By hand, overlay the same masks after the read-only root — a file with /dev/null, a directory with a tmpfs. Launched from a repo root, this hides a project-local secret and your cloud credentials:

sh
bwrap \
  --ro-bind / / \
  --dev /dev --proc /proc --tmpfs /tmp \
  --unshare-pid --unshare-ipc \
  --bind "$PWD" "$PWD" --chdir "$PWD" \
  --bind /dev/null "$PWD/.envrc.local" \
  --tmpfs "$HOME/.aws" \
  -- kli

This is the at-rest boundary: it takes the secret off disk. Its in-environment twin is denyEnv, which keeps named variables out of every tool's environment (next section). denyRead masks files; denyEnv unsets variables — both act at the process boundary, so both cover bash, the file tools, and eval at once.

Keep secret variables out of the environment

A secret often lives in the environment, not just on disk: a token exported into the shell that launched kli is inherited by every shell-out. kli does not filter the environment per tool — eval can read any variable through posix-getenv, and a shell command can read /proc/self/environ, so a bash-only scrub is theatre the same way a bash-only filesystem jail is. The place to drop a variable is the process boundary, where the unset covers bash, the file tools, and eval together.
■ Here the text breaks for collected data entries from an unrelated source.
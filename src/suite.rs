//! Algorithmic test suites: run a learner's function against declarative
//! test cases and judge every case.

use serde::{Deserialize, Serialize};
use serde_json::Value;
use tracing::{debug, info};

use crate::convert::{self, ConversionError, TypeTag};
use crate::error::Result;
use crate::instrument::{self, InstrumentOptions, TransformError};
use crate::judge::{JudgeInput, JudgeKind, JudgeRegistry};
use crate::sandbox::{ErrorKind, ExecutionController, ExecutionResult};

/// Declared shape of the function under test.
#[derive(Debug, Clone, PartialEq, Serialize, Deserialize)]
pub struct FunctionSignature {
    pub name: String,
    #[serde(default)]
    pub params: Vec<TypeTag>,
    #[serde(default)]
    pub returns: TypeTag,
}

impl FunctionSignature {
    pub fn param(&self, index: usize) -> TypeTag {
        self.params.get(index).cloned().unwrap_or_default()
    }
}

#[derive(Debug, Clone, PartialEq, Serialize, Deserialize)]
#[serde(rename_all = "camelCase")]
pub struct TestCase {
    pub input: Vec<Value>,
    pub output: Value,
    #[serde(default)]
    pub judge_kind: JudgeKind,
    #[serde(default)]
    pub order_independent: bool,
}

/// A signature plus its cases, as stored in suite files.
#[derive(Debug, Clone, Serialize, Deserialize)]
pub struct TestSuite {
    pub signature: FunctionSignature,
    pub cases: Vec<TestCase>,
}

#[derive(Debug, Clone, Serialize, Deserialize)]
#[serde(rename_all = "camelCase")]
pub struct TestResult {
    /// Zero-based case index
    pub case: usize,
    pub passed: bool,
    pub input: Vec<Value>,
    pub expected: Value,
    #[serde(default, skip_serializing_if = "Option::is_none")]
    pub actual: Option<Value>,
    #[serde(default, skip_serializing_if = "Option::is_none")]
    pub error: Option<String>,
    /// Judge explanation for a mismatch
    #[serde(default, skip_serializing_if = "Option::is_none")]
    pub message: Option<String>,
    #[serde(default)]
    pub runtime_ms: f64,
}

/// Equality ignores `runtime_ms`.
impl PartialEq for TestResult {
    fn eq(&self, other: &Self) -> bool {
        self.case == other.case
            && self.passed == other.passed
            && self.input == other.input
            && self.expected == other.expected
            && self.actual == other.actual
            && self.error == other.error
            && self.message == other.message
    }
}

impl TestResult {
    fn failed(case: usize, test: &TestCase, error: impl Into<String>) -> Self {
        Self {
            case,
            passed: false,
            input: test.input.clone(),
            expected: test.output.clone(),
            actual: None,
            error: Some(error.into()),
            message: None,
            runtime_ms: 0.0,
        }
    }
}

#[derive(Debug, Clone, Serialize)]
pub struct SuiteReport {
    pub results: Vec<TestResult>,
    pub execution: ExecutionResult,
}

impl SuiteReport {
    pub fn passed(&self) -> bool {
        !self.results.is_empty() && self.results.iter().all(|r| r.passed)
    }

    pub fn passed_count(&self) -> usize {
        self.results.iter().filter(|r| r.passed).count()
    }
}

/// The generated script for one suite run.
#[derive(Debug, Clone)]
pub struct TestScript {
    pub source: String,
    /// Per case: the position of its record in the harness output, or the
    /// reason it could not be built.
    pub slots: Vec<std::result::Result<usize, ConversionError>>,
}

/// Builds the script run in place of the learner's program: the program
/// with cancellation checkpoints only, followed by `__cases`.
pub fn build_test_script(
    code: &str,
    signature: &FunctionSignature,
    cases: &[TestCase],
) -> std::result::Result<TestScript, TransformError> {
    let program = instrument::instrument(code, &InstrumentOptions::yields_only())?;
    let fn_name = convert::js_literal(&Value::String(signature.name.clone()));

    let mut source = program.code;
    source.push_str("const __cases = [\n");
    let mut slots = Vec::with_capacity(cases.len());
    let mut emitted = 0;
    for case in cases {
        let args: std::result::Result<Vec<String>, ConversionError> = case
            .input
            .iter()
            .enumerate()
            .map(|(i, value)| convert::to_js_argument(&signature.param(i), value))
            .collect();
        match args {
            Ok(args) => {
                source.push_str(&format!(
                    "  {{ fn: {}, args: () => [{}] }},\n",
                    fn_name,
                    args.join(", ")
                ));
                slots.push(Ok(emitted));
                emitted += 1;
            }
            Err(e) => slots.push(Err(e)),
        }
    }
    source.push_str("];\n");

    Ok(TestScript { source, slots })
}

/// Runs `cases` against `code` and judges every case. Every case yields a
/// result; failures of the whole run fail every case with the same error.
pub async fn run_suite(
    controller: &ExecutionController,
    registry: &JudgeRegistry,
    code: &str,
    signature: &FunctionSignature,
    cases: &[TestCase],
) -> Result<SuiteReport> {
    let script = match build_test_script(code, signature, cases) {
        Ok(script) => script,
        Err(err) => {
            let execution = ExecutionResult::syntax_error(&err);
            let message = err.to_string();
            let results = cases
                .iter()
                .enumerate()
                .map(|(i, case)| TestResult::failed(i, case, message.clone()))
                .collect();
            return Ok(SuiteReport { results, execution });
        }
    };

    let timeout = controller.options().test_timeout;
    let execution = controller.execute(code, timeout, Some(&script.source)).await?;

    let run_failed = execution.cancelled
        || (!execution.success && execution.error_kind != Some(ErrorKind::Environment));
    let records: &[Value] = execution
        .result
        .as_ref()
        .and_then(|r| r.get("cases"))
        .and_then(Value::as_array)
        .map(Vec::as_slice)
        .unwrap_or(&[]);

    let mut results = Vec::with_capacity(cases.len());
    for (i, (case, slot)) in cases.iter().zip(&script.slots).enumerate() {
        let result = match slot {
            Err(e) => TestResult::failed(i, case, e.to_string()),
            Ok(_) if run_failed => TestResult::failed(
                i,
                case,
                execution
                    .error
                    .clone()
                    .unwrap_or_else(|| "Execution failed".to_string()),
            ),
            Ok(position) => match records.get(*position) {
                Some(record) => judge_case(registry, signature, i, case, record),
                None => TestResult::failed(i, case, "No result was reported for this case"),
            },
        };
        debug!(case = i, passed = result.passed, "Case judged");
        results.push(result);
    }

    let report = SuiteReport { results, execution };
    info!(
        function = %signature.name,
        cases = cases.len(),
        passed = report.passed_count(),
        "Suite finished"
    );
    Ok(report)
}

fn judge_case(
    registry: &JudgeRegistry,
    signature: &FunctionSignature,
    index: usize,
    case: &TestCase,
    record: &Value,
) -> TestResult {
    let runtime_ms = record.get("runtimeMs").and_then(Value::as_f64).unwrap_or(0.0);
    if let Some(error) = record.get("error").and_then(Value::as_str) {
        return TestResult {
            runtime_ms,
            ..TestResult::failed(index, case, error)
        };
    }

    let null = Value::Null;
    let actual = match convert::from_snapshot(&signature.returns, record.get("actual").unwrap_or(&null)) {
        Ok(actual) => actual,
        Err(e) => {
            return TestResult {
                runtime_ms,
                ..TestResult::failed(index, case, e.to_string())
            }
        }
    };
    let mutated = match record.get("mutated") {
        Some(snapshot) => match convert::from_snapshot(&signature.param(0), snapshot) {
            Ok(value) => Some(value),
            Err(e) => {
                return TestResult {
                    runtime_ms,
                    ..TestResult::failed(index, case, e.to_string())
                }
            }
        },
        None => None,
    };

    let verdict = registry.judge(
        case.judge_kind,
        &JudgeInput {
            actual: &actual,
            mutated_input: mutated.as_ref(),
            expected: &case.output,
            order_independent: case.order_independent,
        },
    );
    TestResult {
        case: index,
        passed: verdict.passed,
        input: case.input.clone(),
        expected: case.output.clone(),
        actual: Some(verdict.actual),
        error: None,
        message: verdict.message,
        runtime_ms,
    }
}

#[cfg(test)]
mod tests {
    use super::*;
    use crate::convert::NodeKind;
    use serde_json::json;

    fn signature(params: &[&str], returns: &str) -> FunctionSignature {
        FunctionSignature {
            name: "solve".to_string(),
            params: params.iter().map(|p| TypeTag::from(*p)).collect(),
            returns: TypeTag::from(returns),
        }
    }

    fn case(input: Value, output: Value) -> TestCase {
        serde_json::from_value(json!({"input": input, "output": output})).unwrap()
    }

    #[test]
    fn test_case_defaults() {
        let case = case(json!([[2, 7, 11, 15], 9]), json!([0, 1]));
        assert_eq!(case.judge_kind, JudgeKind::ReturnValue);
        assert!(!case.order_independent);
    }

    #[test]
    fn test_suite_file_format() {
        let suite: TestSuite = serde_json::from_value(json!({
            "signature": {"name": "reverseList", "params": ["ListNode"], "returns": "ListNode"},
            "cases": [{"input": [[1, 2]], "output": [2, 1], "judgeKind": "return-value"}]
        }))
        .unwrap();
        assert_eq!(suite.signature.params[0], TypeTag::Node(NodeKind::List));
        assert_eq!(suite.signature.param(3), TypeTag::default());
    }

    #[test]
    fn test_script_declares_program_and_cases() {
        let script = build_test_script(
            "function solve(head) { let n = 0; while (head) { n++; head = head.next } return n }",
            &signature(&["ListNode"], "number"),
            &[case(json!([[1, 2, 3]]), json!(3))],
        )
        .unwrap();
        assert!(script.source.starts_with("async function __program(__expose) {"));
        assert!(script.source.contains("const __cases = ["));
        assert!(script.source.contains("fn: \"solve\""));
        assert!(script.source.contains("new ListNode(1)"));
        assert!(script.source.contains("__shouldCancel()"));
        assert!(!script.source.contains("__trackVariable"));
        assert_eq!(script.slots.len(), 1);
    }

    #[test]
    fn test_conversion_failure_only_skips_its_case() {
        let script = build_test_script(
            "function solve(root) { return root }",
            &signature(&["TreeNode"], "TreeNode"),
            &[
                case(json!([[[1], 2]]), json!([])),
                case(json!([[1, 2, 3]]), json!([1, 2, 3])),
            ],
        )
        .unwrap();
        assert!(matches!(script.slots[0], Err(ConversionError::NestedArray { .. })));
        assert_eq!(script.slots[1].as_ref().ok(), Some(&0));
    }

    #[test]
    fn test_judge_case_converts_return_value() {
        let registry = JudgeRegistry::default();
        let sig = signature(&["TreeNode"], "TreeNode");
        let test = case(json!([[1, 2, 3]]), json!([1, 2, 3]));
        let record = json!({
            "actual": {
                "$class": "TreeNode", "val": 1,
                "left": {"val": 2, "left": null, "right": null},
                "right": {"val": 3, "left": null, "right": null}
            },
            "mutated": {"val": 1, "left": null, "right": null},
            "error": null,
            "runtimeMs": 0.25
        });
        let result = judge_case(&registry, &sig, 0, &test, &record);
        assert!(result.passed);
        assert_eq!(result.actual, Some(json!([1, 2, 3])));
        assert_eq!(result.runtime_ms, 0.25);
    }

    #[test]
    fn test_judge_case_reports_thrown_error() {
        let registry = JudgeRegistry::default();
        let record = json!({"actual": {"$undefined": true}, "error": "TypeError: boom", "runtimeMs": 1});
        let result = judge_case(&registry, &signature(&[], "any"), 2, &case(json!([]), json!(1)), &record);
        assert!(!result.passed);
        assert_eq!(result.case, 2);
        assert_eq!(result.error.as_deref(), Some("TypeError: boom"));
    }

    #[test]
    fn test_mutating_case_uses_first_argument() {
        let registry = JudgeRegistry::default();
        let mut test = case(json!([[1, 1, 2]]), json!([1, 2]));
        test.judge_kind = JudgeKind::MutatingArrayWithK;
        let record = json!({"actual": 2, "mutated": [1, 2, 2], "error": null, "runtimeMs": 0});
        let result = judge_case(&registry, &signature(&["number[]"], "number"), 0, &test, &record);
        assert!(result.passed);
    }

    #[test]
    fn test_results_equal_regardless_of_runtime() {
        let test = case(json!([1]), json!(1));
        let a = TestResult::failed(0, &test, "x");
        let b = TestResult {
            runtime_ms: 9.0,
            ..a.clone()
        };
        assert_eq!(a, b);
    }
}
With the Nix option, name the variables under denyEnv. Each is unset before the confined process starts:

nix
sandbox.denyEnv = [ "AWS_SECRET_ACCESS_KEY" "GH_TOKEN" ];

By hand, add an --unsetenv per variable to the same bwrap invocation:

sh
bwrap \
  --ro-bind / / \
  --dev /dev --proc /proc --tmpfs /tmp \
  --unshare-pid --unshare-ipc \
  --bind "$PWD" "$PWD" --chdir "$PWD" \
  --unsetenv AWS_SECRET_ACCESS_KEY \
  --unsetenv GH_TOKEN \
  -- kli

denyEnv is a blocklist of names to remove, not an allowlist of names to keep: it shrinks the inherited environment by the secrets you name and leaves the rest intact, so command lookups and tool configuration still work.

Network is all or nothing

Whole-process confinement makes the network all-or-nothing, because kli's model API client shares the process with the tools. Cutting the network namespace cuts the API along with everything else, so net-off is usable only with a model that runs locally. There is no built-in per-destination filter: allowing the API while blocking exfiltration to elsewhere is a filtering proxy you run in front of kli, not a control kli provides. The headline protection of the easy sandbox is therefore filesystem and process isolation, not network policy.

Residual risks

A sandbox bounds the blast radius; it does not make autonomous execution safe. Name these and plan for them:

  • Destruction inside the writable workspace. Nothing distinguishes rm -rf . from legitimate work within the directory you bound writable. Version control and backups bound this; the sandbox does not.
  • Exfiltration over an allowed channel. With the network on, an agent can send data anywhere it can reach. A filtering proxy in front of kli bounds this; kli does not.
  • Credential read-at-rest. file/read is coarse, so any readable secret is readable. denyRead masks the paths you name; a broader mount or LSM policy covers the ones you forget.
  • A self-sandbox would be widenable. A confinement the binary applied to itself could be loosened by injecting config. Keeping the wrapper external — a fixed entrypoint around the binary — is why the Nix option cannot be switched off from inside a session.

The throughline: kli is honest about being a non-provider of containment, tells you the exact authority a run will hold, and makes the real boundary — a jail around the whole process — easy to put in place. The sandbox is the boundary; kli is not.